The Big Kahuna is not necessarily the movie to see on Christmas Day. The options for the Harts are to re-watch Family Man (which is a very clever retread of It’s A Wonderful Life set in contemporary New Joisey) or Metropolitan, both with Christmas themes. (Unfortunately, the copies that we own of each are in VHS, which means having to find the old video cassette player — chore one — and then reckon with the existing shelves and wires — chore two on steroids.) If neither of these is available for free at Amazon Prime, we may trot out My Architect, a wonderful documentary about the Philadelphia architect, Louis Kahn, made by his illegitimate son, Nathaniel. What does My Architect have to do with Christmas? Not much, except that at holidays we turn nostalgic and Philadelphia’s presence in the movie reminds the Harts of our life there. (At the risk of going stream of consciousness, a recent viewing of Stories We Tell, by Sarah Polley, another poignant documentary about fathers and mother, reminded the Harts of My Architect and put us in the mood.)

Speaking of nostalgia during the holiday season, an outing to Ann Arbor yesterday allowed us to see a double-feature (for the price of two admissions, mind you) of Nebraska and Saving Mr. Banks. Nebraska has its charms, as do most of Alexander Payne‘s movies (among them Sideways, About Schmidt, and Descendants). But Saving Mr. Banks stole the show. I for one cannot get enough of Emma Thompson. But the portrayal of a proper Londoner (via Australia) having to reckon with Hollywood was priceless. It was in several respects the flipside of My Week with Marilyn, a movie about Marilyn Monroe’s starring in a Sir Laurence Olivier production, filmed at Pinewood Studios, The Prince and the Showgirl. (Seeing Kenneth Branagh play Olivier is wonderful.) Watching the clash between English formality and American casualness in both these movies is priceless.

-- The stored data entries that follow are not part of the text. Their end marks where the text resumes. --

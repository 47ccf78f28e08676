//! # barista-store: Storage Layer for the Barista Terminal
//!
//! Implements the `Persistence` seam from barista-core and owns every file
//! the terminal reads or writes.
//!
//! ## Architecture
//! ```text
//! ┌─────────────────────────────────────────────────────────────────────────┐
//! │                        barista-store Structure                          │
//! │                                                                         │
//! │  ┌─────────────────────────────────────────────────────────────────┐   │
//! │  │                   bootstrap::load_or_seed                       │   │
//! │  │        Loads all documents, seeds defaults on first run         │   │
//! │  └──────────────────────────┬──────────────────────────────────────┘   │
//! │                             │ &dyn Persistence                          │
//! │          ┌──────────────────┴──────────────────┐                        │
//! │          ▼                                     ▼                        │
//! │  ┌────────────────┐                   ┌────────────────┐                │
//! │  │ JsonFileStore  │                   │  MemoryStore   │                │
//! │  │ one file per   │                   │  tests, fault  │                │
//! │  │ document       │                   │  injection     │                │
//! │  └────────────────┘                   └────────────────┘                │
//! │                                                                         │
//! │  ┌────────────────┐                                                     │
//! │  │ ReportWriter   │  Report_<date>.csv, never overwritten               │
//! │  └────────────────┘                                                     │
//! └─────────────────────────────────────────────────────────────────────────┘
//! ```
//!
//! ## Usage
//! ```rust,no_run
//! use barista_store::{load_or_seed, JsonFileStore};
//!
//! let store = JsonFileStore::open("data")?;
//! let state = load_or_seed(&store)?;
//! println!("{} ingredients", state.ledger.len());
//! # Ok::<(), barista_store::StoreError>(())
//! ```

// =============================================================================
// Module Declarations
// =============================================================================

pub mod bootstrap;
pub mod error;
pub mod file;
pub mod memory;
pub mod report;

// =============================================================================
// Re-exports
// =============================================================================

pub use bootstrap::{load_or_seed, LoadedState};
pub use error::{StoreError, StoreResult};
pub use file::JsonFileStore;
pub use memory::MemoryStore;
pub use report::ReportWriter;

This is a long-winded way of making available to Oldlifers — and especially Roman Catholic critics of Oldlife errors — a clip from The Big Kahuna that is arguably the best scene from a movie that gets evangelicalism right and portrays it surprisingly sympathetically. (For those pressed for time, the really poignant lines come around minute 2:50 and run for a minute or so.) And what the movie gets right is a born-again innocence that exalts in its own righteousness without noticing the log protruding from an outlook that overlooks the fundamental tension of the Christian life — being both saint-and-sinner. The scene also exposes the sort of self-righteousness that we often see in Protestants who convert to Roman Catholicism — an exaltation of the “true” church while ignoring all the warts that make Rome less than appealing and the claims of converts less than believable. Modesty is incumbent on all Christians. But for those with a church whose past is as tainted as Rome’s is (give Protestants time, we only have 500 years experience), such modesty is not simply becoming but necessary. The way Phil looks at Bob in this clip is the way I often feel when reading Jason and the Callers.

What does any of this have to do with Christmas? Nothing, really. No problem, though, it’s a secular holiday and I am grateful for the time off to watch movies.

Less Is More

After finishing a class on Hollywood and the Civil War in which I watched for the first time Gone with the Wind — a movie that was much more agreeable despite its length than I would have expected — I am still of the conviction that a small movie has as much appeal as the Hollywood blockbuster. Frances Ha, which the Mrs. and I watched over the weekend, arguably has more charm on a much smaller scale than most of Hollywood’s major productions.

It is movie about a young woman who is struggling to find her way in New York City as a dancer without great talent or a level head. What keeps Frances going is a close friendship with another woman, Sophie, who has a decent job but is easily prone to poor decisions under the influence of romance. When Sophie, with whom Frances shares an apartment, falls for a man and moves in with him, their friendship hits the rocks and Frances needs to find a place to live in an expensive city with few prospects for making enough to pay the rent. She eventually loses her position as a minor player in a dance company, cannot afford to live in the city, and barely holds on to her dignity. To keep it she foolishly takes a weekend trip to Paris that she pays for with a credit card that some lender offers to sucker her into paying interest.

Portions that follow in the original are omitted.